Understand the emotions of the visitor
No landing page can be designed for success if you don’t understand how the target audience thinks. The way the landing page is designed is totally dependent on the needs and desires of the audience the page is trying to attract.
For instance, you’d design the landing page for students differently to one that is designed for a target audience of pensioners. Their needs are different.
When you have an intimate understanding of who you want to seduce, so to speak, that is when you’ll create masterpieces that convert.
Before you take one designing step, learn about your target audience. When you make a website you need to create a persona; it will give you an essential starting point.
Capture attention with an alluring headline
The success of the landing page design begins with a headline that sparks an emotion, even if the page is business related, because landing pages are always visited by…humans.

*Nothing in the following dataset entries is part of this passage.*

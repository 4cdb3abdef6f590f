//! Next-session price forecasting over daily bars.
//!
//! A [`BarSeries`](market_data_ingestor::models::bar_series::BarSeries) goes in;
//! lagged and moving-average features are built, a least-squares model is fitted
//! and scored on chronologically held-out rows, and the newest bar's features
//! give a predicted close plus a BUY / SELL / HOLD signal.
//!
//! ```no_run
//! use forecast_engine::{config::ForecastConfig, forecast};
//! # fn series() -> market_data_ingestor::models::bar_series::BarSeries { unimplemented!() }
//!
//! let result = forecast(&series(), &ForecastConfig::default())?;
//! println!("{} -> {:.2} ({})", result.ticker, result.predicted_price, result.signal);
//! # Ok::<(), forecast_engine::ForecastError>(())
//! ```

pub mod config;
pub mod errors;
pub mod features;
pub mod history;
pub mod pipeline;
pub mod regressor;
pub mod report;
pub mod signal;
pub mod split;

pub use errors::{ConfigError, ForecastError};
pub use pipeline::{Forecast, forecast, run_forecast};
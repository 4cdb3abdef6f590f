use std::{path::PathBuf, process::ExitCode};

use anyhow::{Context, Result};
use chrono::{NaiveDate, Utc};
use clap::Parser;
use forecast_engine::{
    config::ForecastConfig,
    forecast,
    report::{ErrorReport, PredictionReport},
};
use market_data_ingestor::{
    models::request_params::{BarsRequest, DEFAULT_LOOKBACK_DAYS},
    providers::{DataProvider, alpaca_rest::AlpacaProvider, json_file::JsonFileProvider},
};
use tracing::{error, info};
use tracing_subscriber::EnvFilter;

#[derive(Parser)]
#[command(version, about = "Forecast the next close of one ticker")]
struct Cli {
    /// Ticker symbol, e.g. AAPL.
    ticker: String,
    /// TOML config; defaults apply when omitted.
    #[arg(long, value_name = "FILE")]
    config: Option<PathBuf>,
    /// Read bars from a JSON file instead of the Alpaca API.
    #[arg(long, value_name = "FILE")]
    bars_file: Option<PathBuf>,
    /// Calendar days of history to request.
    #[arg(
        long,
        default_value_t = DEFAULT_LOOKBACK_DAYS,
        value_parser = clap::value_parser!(u32).range(1..=36_500)
    )]
    lookback_days: u32,
    /// Last day of the window (defaults to today, UTC).
    #[arg(long, value_name = "YYYY-MM-DD")]
    end: Option<NaiveDate>,
}

async fn run(cli: &Cli) -> Result<PredictionReport> {
    let ticker = cli.ticker.trim().to_uppercase();
    let config = match &cli.config {
        Some(path) => ForecastConfig::from_path(path)?,
        None => ForecastConfig::default(),
    };

    let provider: Box<dyn DataProvider + Send + Sync> = match &cli.bars_file {
        Some(path) => Box::new(JsonFileProvider::new(path)),
        None => Box::new(AlpacaProvider::new().context("failed to set up Alpaca provider")?),
    };

    let end = cli.end.unwrap_or_else(|| Utc::now().date_naive());
    let request = BarsRequest::trailing(&ticker, end, cli.lookback_days);
    info!(ticker = %ticker, start = %request.start, end = %request.end, "fetching daily bars");
    let series = provider.fetch_daily_bars(&request).await?;

    let result = forecast(&series, &config)?;
    Ok(PredictionReport::from(&result))
}

fn print_json<T: serde::Serialize>(value: &T) {
    match serde_json::to_string(value) {
        Ok(json) => println!("{json}"),
        Err(e) => eprintln!("failed to encode output: {e}"),
    }
}

#[tokio::main]
async fn main() -> ExitCode {
    dotenvy::dotenv().ok();
    // stdout carries the JSON result
    tracing_subscriber::fmt()
        .with_writer(std::io::stderr)
        .with_env_filter(
            EnvFilter::try_from_default_env().unwrap_or_else(|_| EnvFilter::new("warn")),
        )
        .init();

    let cli = Cli::parse();
    match run(&cli).await {
        Ok(report) => {
            print_json(&report);
            ExitCode::SUCCESS
        }
        Err(err) => {
            error!(ticker = %cli.ticker, "forecast failed: {err:#}");
            print_json(&ErrorReport::new(format!("{err:#}")));
            ExitCode::FAILURE
        }
    }
}

#[cfg(test)]
mod tests {
    use super::*;

    #[test]
    fn lookback_defaults_to_a_year() {
        let cli = Cli::try_parse_from(["forecast", "aapl"]).unwrap();
        assert_eq!(cli.lookback_days, DEFAULT_LOOKBACK_DAYS);
        assert!(cli.end.is_none());
    }

    #[test]
    fn lookback_is_bounded() {
        for days in ["0", "36501", "99999999999", "-5"] {
            assert!(
                Cli::try_parse_from(["forecast", "AAPL", "--lookback-days", days]).is_err(),
                "accepted --lookback-days {days}"
            );
        }
        let cli = Cli::try_parse_from(["forecast", "AAPL", "--lookback-days", "36500"]).unwrap();
        assert_eq!(cli.lookback_days, 36_500);
    }
}
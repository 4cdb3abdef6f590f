use secrecy::SecretString;
use snafu::ResultExt;

use crate::providers::{MissingEnvVarSnafu, ProviderInitError};

pub const API_KEY_VAR: &str = "APCA_API_KEY_ID";
pub const SECRET_KEY_VAR: &str = "APCA_API_SECRET_KEY";

/// API key pair for Alpaca. Both halves stay wrapped in [`SecretString`].
pub struct AlpacaCredentials {
    pub api_key: SecretString,
    pub secret_key: SecretString,
}

impl AlpacaCredentials {
    /// Reads `APCA_API_KEY_ID` and `APCA_API_SECRET_KEY` from the process environment.
    pub fn from_env() -> Result<Self, ProviderInitError> {
        Self::from_lookup(|name| std::env::var(name))
    }

    /// Reads both keys through `lookup`, which behaves like [`std::env::var`].
    pub fn from_lookup<F>(lookup: F) -> Result<Self, ProviderInitError>
    where
        F: Fn(&str) -> Result<String, std::env::VarError>,
    {
        let api_key = lookup(API_KEY_VAR).context(MissingEnvVarSnafu { name: API_KEY_VAR })?;
        let secret_key =
            lookup(SECRET_KEY_VAR).context(MissingEnvVarSnafu { name: SECRET_KEY_VAR })?;
        Ok(Self {
            api_key: SecretString::from(api_key),
            secret_key: SecretString::from(secret_key),
        })
    }
}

The headline should explain, in 10 words or less, how the product or service can benefit the reader.
Here’s some headline booster words to start your headline off with:
- How to…
- Who else…
Use the headline analyzer tool by the Advanced Marketing Institute to calculate the emotional marketing value of your headline.
Don’t be surprised if getting the headline right takes most of the time!
Keep attention with a supporting subheading
While the headline’s purpose is to grab attention, the subheading’s job (and this goes right underneath the heading), is to keep the reader’s attention.
The subheading needs to support the heading, and further drive home the header’s message. The subheading can go into a little more detail than the heading.
Tell it with a picture
Never, ever add images that don’t serve a concrete purpose.
A “hero” shot is popular, because psychologically, it puts the reader into the “winning” position. In other words, the reader gets a visual image of how it will feel to own the product or hire the service.
Have a look at the following example of a landing page – what the hero image works to do, is put the thought into the reader’s mind, of, “How wonderful would it feel to be able to measure my waist and see that I have lost weight because I bought this weight-loss product?”
Show the benefits in picture form or demonstrate by video
If you’re selling a time management application, show screenshots of the benefits of using the app. If you’re selling hiking shoes, demonstrate in picture form, how they help hikers walk for longer so they experience more of nature. If you’re selling business services, explain in pictures, what your services can do for them.
Add these images as an explanation directly under the heading and subheading
You can use an online marketing platform like GetResponse, who provides landing page builder software, to create minimalistic yet professional landing pages within minutes. There’s no need to code and the interface is very easy to use and super friendly.
GetResponse makes sure their audience can see what the landing page builder looks like from inside the dashboard, and adds a video to demonstrate how easy the software is to use.
Include the benefits of the product or service
The headline has gripped the reader enough to stay to read the subheading. The reader has seen the hero shot and had a “how would it feel to use/own this” thought, and now they want to know exactly how the product or service will benefit them.
This is not the place for listing the features of the product or service, but it should list every benefit.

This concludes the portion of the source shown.